Wireless transmission of images have faced various challenges in compression, transmission resilience, and quality preservation. Despite the popularity of the wireless image transmission systems, achieving reliable transfer with efficient image compression remains a challenge [1, 2]. Conventional approaches utilize separate source and channel coding methods. While this strategy has its merits, an alternative is needed to improve the performance in noisy and bandwidth-limited conditions [3]. The joint source-channel coding (JSCC) method offers a compelling alternative, integrating statistical image properties with channel characteristics to enhance compression efficiency and resilience to channel noise [4].
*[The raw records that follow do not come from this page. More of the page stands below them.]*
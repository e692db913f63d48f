//! Sum-of-sines plasma field.

use crate::core::{Effect, EffectError, EffectMetadata, Simulation, SimulationEffect, Surface};
use crate::types::{palette, CellStyle, Rgb};

const ID: &str = "plasma";

const GLYPHS: [char; 5] = [' ', '░', '▒', '▓', '█'];
const COLORS: [Rgb; 7] = [
    palette::BLUE,
    palette::LIGHT_BLUE,
    palette::GREEN,
    palette::YELLOW,
    palette::RED,
    palette::PINK,
    palette::PURPLE,
];

#[derive(Debug, Clone, Copy, PartialEq)]
pub struct Config {
    pub speed: f64,
    pub fps: u32,
}

impl Default for Config {
    fn default() -> Self {
        Self {
            speed: 1.0,
            fps: 30,
        }
    }
}

pub struct Plasma {
    config: Config,
    width: u16,
    height: u16,
    time: f64,
}

/// Field value in `0.0..=1.0` at normalized coordinates `(fx, fy)`.
pub fn field(fx: f64, fy: f64, t: f64) -> f64 {
    let mut v = (fx * 10.0 + t).sin();
    v += (fy * 10.0 + t).sin();
    v += ((fx * 10.0 + fy * 10.0 + t) / 2.0).sin();

    let cx = fx + 0.5 * (t / 5.0).sin();
    let cy = fy + 0.5 * (t / 3.0).cos();
    v += ((100.0 * (cx * cx + cy * cy)).sqrt() + t).sin();

    (v + 4.0) / 8.0
}

fn bucket<T: Copy>(table: &[T], value: f64) -> T {
    let idx = ((value * table.len() as f64).max(0.0) as usize).min(table.len() - 1);
    table[idx]
}

impl Plasma {
    pub fn new(width: u16, height: u16, config: Config) -> Self {
        Self {
            config,
            width,
            height,
            time: 0.0,
        }
    }

    pub fn value_at(&self, x: u16, y: u16) -> f64 {
        let fx = x as f64 / self.width.max(1) as f64;
        let fy = y as f64 / self.height.max(1) as f64;
        field(fx, fy, self.time)
    }
}

impl Simulation for Plasma {
    fn update(&mut self, dt: f64) {
        self.time += dt * self.config.speed;
    }

    fn render(&self, surface: &mut dyn Surface) {
        for y in 0..self.height {
            for x in 0..self.width {
                let v = self.value_at(x, y);
                let style = CellStyle::fg(bucket(&COLORS, v));
                surface.set_cell(x as i32, y as i32, bucket(&GLYPHS, v), style);
            }
        }
    }

    fn resize(&mut self, width: u16, height: u16) {
        self.width = width;
        self.height = height;
    }
}

pub fn metadata() -> EffectMetadata {
    EffectMetadata::new(ID, "Plasma 等离子", "Plasma")
        .description(
            "彩色等离子云效果，使用正弦函数生成图案，颜色循环动画",
            "Colorful plasma clouds generated from layered sine functions",
        )
        .long_description("四层正弦波叠加成平滑流动的等离子场，数值映射为字符密度和颜色。")
        .tags(&["数学", "多彩", "动画", "抽象"])
}

pub fn effect_with(config: Config) -> SimulationEffect<Plasma> {
    SimulationEffect::new(metadata(), config.fps, move |w, h| {
        if w == 0 || h == 0 {
            return Err(EffectError::surface_too_small(w, h, 1, 1));
        }
        Ok(Plasma::new(w, h, config))
    })
}

pub fn effect() -> Box<dyn Effect> {
    Box::new(effect_with(Config::default()))
}

#[cfg(test)]
mod tests {
    use super::*;
    use crate::core::FrameBuffer;

    #[test]
    fn field_is_normalized() {
        for i in 0..50 {
            for j in 0..50 {
                let v = field(i as f64 / 50.0, j as f64 / 50.0, i as f64 * 0.37);
                assert!((0.0..=1.0).contains(&v));
            }
        }
    }

    #[test]
    fn origin_at_time_zero() {
        // sin(0) + sin(0) + sin(0) + sin(sqrt(100 * 0.25))
        let expected = ((5.0f64).sin() + 4.0) / 8.0;
        assert!((field(0.0, 0.0, 0.0) - expected).abs() < 1e-12);
    }

    #[test]
    fn fills_every_cell_and_animates() {
        let mut p = Plasma::new(20, 10, Config::default());
        let mut a = FrameBuffer::new(20, 10);
        p.render(&mut a);
        p.update(0.5);
        let mut b = FrameBuffer::new(20, 10);
        p.render(&mut b);
        assert_ne!(a.cells(), b.cells());
    }
}
//! Shared types module - plain data used across the workspace
//!
//! This crate defines the data structures every other crate agrees on: cell
//! colors and styles, effect metadata, the UI language, and the option enums
//! exposed on the command line. Nothing here performs I/O, so the types can be
//! used from the simulation engines, the terminal layer and the binaries alike.
//!
//! # Frame Timing
//!
//! | Constant | Value | Description |
//! |----------|-------|-------------|
//! | `DEFAULT_FPS` | 30 | Frame rate used by most effects |
//! | `MIN_FPS` | 1 | Lowest accepted frame rate |
//! | `MAX_FPS` | 240 | Highest accepted frame rate |
//!
//! # Examples
//!
//! ```
//! use symbol_move_types::{CharSet, Density, Language, Speed};
//!
//! // Options parse case-insensitively
//! let speed: Speed = "FAST".parse().unwrap();
//! assert_eq!(speed, Speed::Fast);
//! assert_eq!("sparse".parse::<Density>().unwrap(), Density::Sparse);
//! assert_eq!("katakana".parse::<CharSet>().unwrap(), CharSet::Katakana);
//!
//! // Language codes round-trip through the preference file format
//! assert_eq!(Language::from_code("en"), Some(Language::English));
//! assert_eq!(Language::English.code(), "en");
//! ```

pub mod metadata;
pub mod options;
pub mod style;

pub use metadata::{EffectMetadata, Language};
pub use options::{CharSet, Density, ParseOptionError, Speed};
pub use style::{palette, CellStyle, Rgb};

/// Frame rate used by effects that don't choose their own.
pub const DEFAULT_FPS: u32 = 30;

/// Lowest accepted frame rate.
pub const MIN_FPS: u32 = 1;

/// Highest accepted frame rate.
pub const MAX_FPS: u32 = 240;

/// Clamp a requested frame rate into `[MIN_FPS, MAX_FPS]`.
pub fn clamp_fps(fps: u32) -> u32 {
    fps.clamp(MIN_FPS, MAX_FPS)
}

#[cfg(test)]
mod tests {
    use super::*;

    #[test]
    fn fps_is_clamped_into_range() {
        assert_eq!(clamp_fps(0), MIN_FPS);
        assert_eq!(clamp_fps(DEFAULT_FPS), DEFAULT_FPS);
        assert_eq!(clamp_fps(10_000), MAX_FPS);
    }
}
//! Standalone matrix rain with tunable speed, density and character set.
//!
//! Esc, q or Ctrl+C exits.

use std::sync::Arc;

use anyhow::{Context, Result};
use clap::Parser;

use symbol_move::app::App;
use symbol_move::core::Registry;
use symbol_move::engine::matrix_rain;
use symbol_move::i18n::LanguageManager;
use symbol_move::input::{is_exit, TerminalEvents};
use symbol_move::logging;
use symbol_move::term::TerminalSurface;
use symbol_move::types::{clamp_fps, CharSet, Density, Speed};

#[derive(Debug, Parser)]
#[command(
    name = "matrix-rain",
    version,
    about = "符动世界 - 矩阵字符雨效果",
    after_help = "Examples:\n  matrix-rain\n  matrix-rain --speed fast --density dense\n  matrix-rain --charset katakana --speed slow"
)]
struct Cli {
    /// Fall speed: slow, medium, fast
    #[arg(long, default_value = "medium")]
    speed: Speed,

    /// Stream density: sparse, medium, dense
    #[arg(long, default_value = "medium")]
    density: Density,

    /// Character set: digits, letters, katakana, mixed
    #[arg(long, default_value = "mixed")]
    charset: CharSet,

    /// Frames per second (positive)
    #[arg(long, default_value_t = 30, value_parser = clap::value_parser!(u32).range(1..))]
    fps: u32,
}

impl Cli {
    fn config(&self) -> matrix_rain::Config {
        matrix_rain::Config {
            speed: self.speed,
            density: self.density,
            charset: self.charset,
            fps: clamp_fps(self.fps),
            ..matrix_rain::Config::default()
        }
    }
}

fn main() -> Result<()> {
    let cli = Cli::parse();
    logging::init()?;

    let config = cli.config();
    let registry = Registry::new();
    registry
        .register(move || Box::new(matrix_rain::effect_with(config)))
        .context("registering matrix rain")?;
    let id = matrix_rain::metadata().id;

    let mut term = TerminalSurface::new().context("acquiring the terminal")?;
    term.enter().context("entering raw mode")?;

    let lang = LanguageManager::new();
    let mut app = App::new(Arc::new(registry), &lang, TerminalEvents);
    let result = app.run_single(&mut term, &id, is_exit);

    let _ = term.exit();
    result
}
Incorporating signal-processing concepts, particularly compressed sensing (CS), in the design of JSCC presents an opportunity to enhance wireless image transmission [5]. While CS has demonstrated the ability to recover sparse signals, its sparsity assumption and expensive reconstruction process motivate new efficient methods. Deep Learning (DL) provides a suitable option for CS to address its limitations and improve the efficiency [6]. This paper aims to leverage DL-based CS within the JSCC framework for wireless image transmission. Through DL-based sampling and advanced reconstruction, the goal is to propose a novel approach that enhances compression efficiency and preserves image quality in challenging conditions.

Refer to caption
Figure 1: Components of the system model [7]

I-B Literature Review

Up to now, various techniques and frameworks have been proposed for JSCC and CS methods. In the following, these methods are categorized and some important relevant papers are reviewed and summarized.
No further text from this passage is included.